On Wed, Oct 13, 2021 at 2:39 AM Christopher Barker pythonchb@gmail.com wrote:
On Tue, Oct 12, 2021 at 4:51 AM Chris Angelico rosuav@gmail.com wrote:
Exactly: simple usage of next is often a bug. We need to be careful about this every time someone suggests that it's straight-forward to do next(iter(obj)).
<snip> > > Please give a real example of where calling first() and getting > ValueError is safer than calling next(iter(x)) and getting > StopIteration. So far, I am undeterred in believing that the two > exceptions have equivalent effect if the caller isn't expecting them.
I don't know about safer, but it is a clear example of why using next(iter(obj)) requires a pretty complete knowledge of the iteration protocol.
I can guarantee you I'd get some questions from my students when they got a StopIterationError!
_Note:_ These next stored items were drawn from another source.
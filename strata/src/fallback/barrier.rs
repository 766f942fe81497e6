use crate::comm::{Communicator, wait_all};
use crate::error::Result;
use crate::fallback::helpers::{ceil_log2, collective_recv, collective_send};
use crate::types::Tag;

/// Returns once every rank of `comm` has entered.
///
/// Each round posts an empty `isend` to the rank `2^round` ahead and
/// `recv`s the empty message from the rank `2^round` behind, both modulo
/// the size. After `ceil_log2(size)` rounds the arrivals of all ranks have
/// reached everyone.
pub(crate) async fn barrier<C: Communicator>(comm: &C, tag: Tag) -> Result<()> {
    let world = comm.size();
    if world <= 1 {
        return Ok(());
    }
    let rank = comm.rank();

    for round in 0..ceil_log2(world) {
        let distance = 1u32 << round;
        let send_to = (rank + distance) % world;
        let recv_from = (rank + world - distance) % world;

        let req = collective_send(comm, send_to, tag, Vec::new(), "barrier")?;
        collective_recv(comm, recv_from, tag, 0, "barrier").await?;
        wait_all([req]).await?;
    }

    Ok(())
}
//! Transports implementing [`Communicator`](crate::comm::Communicator).

pub mod local;

pub use local::{LocalCluster, LocalComm};
//! 应用层 - 用例编排
//!
//! 包含：
//! - ports: 六边形架构端口定义（JobClient、ProcessingEvents、ProcessingController）
//! - commands: CQRS 命令及处理器
//! - queries: CQRS 查询及处理器
//! - error: 应用层错误定义

pub mod commands;
pub mod error;
pub mod ports;
pub mod queries;

#[cfg(test)]
pub(crate) mod testing;

// Re-exports
pub use commands::{
    ConfigureEndpointCommand,
    ResetProcessingCommand,
    RunProcessingCommand,
    RunProcessingResponse,
    // Handlers
    handlers::{ConfigureEndpointHandler, ResetProcessingHandler, RunProcessingHandler},
};

pub use error::ApplicationError;

pub use ports::{
    // Processing controller
    EndpointSettings,
    ProcessingControllerPort,
    RunOutcome,
    // Job client
    JobClientError,
    JobClientFactoryPort,
    JobClientPort,
    JobStatusReport,
    StartJobResponse,
    TaskOptions,
    // Events
    CacheInvalidationPort,
    Notice,
    NoticeLevel,
    ProcessingEventsPort,
};

pub use queries::{
    CheckDetectionHealth,
    DetectionHealth,
    GetEndpoint,
    GetProcessingState,
    // Handlers
    handlers::{CheckDetectionHealthHandler, GetEndpointHandler, GetProcessingStateHandler},
};
//! Application Ports - 端口定义
//!
//! 定义应用层与基础设施层的抽象接口

mod job_client;
mod processing_controller;
mod processing_events;

pub use job_client::{
    JobClientError, JobClientFactoryPort, JobClientPort, JobStatusReport, StartJobResponse,
    TaskOptions,
};
pub use processing_controller::{EndpointSettings, ProcessingControllerPort, RunOutcome};
pub use processing_events::{
    CacheInvalidationPort, Notice, NoticeLevel, ProcessingEventsPort,
};
//! Command Handlers 实现
//!
//! 所有 CommandHandler 的具体实现

mod processing_handlers;

pub use processing_handlers::*;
If one DID write a first() function, it maybe or maybe not should raise a different exception, but it should certainly provide a better error message:
next(iter([]))
Traceback (most recent call last): File "<stdin>", line 1, in <module> StopIteration
Is not very helpful.
If they're actually writing it explicitly, like that, then this is a perfect opportunity to teach the meanings of iterators and next(). If it's buried behind a first() function, it would simply be an error, just like [][0] is an error. Either way, there's no real difference between them, and asking "what is the first element of an empty collection?" is always going to result in an error.
(Unless you are JavaScript, in which case the answer is "undefined, of course".)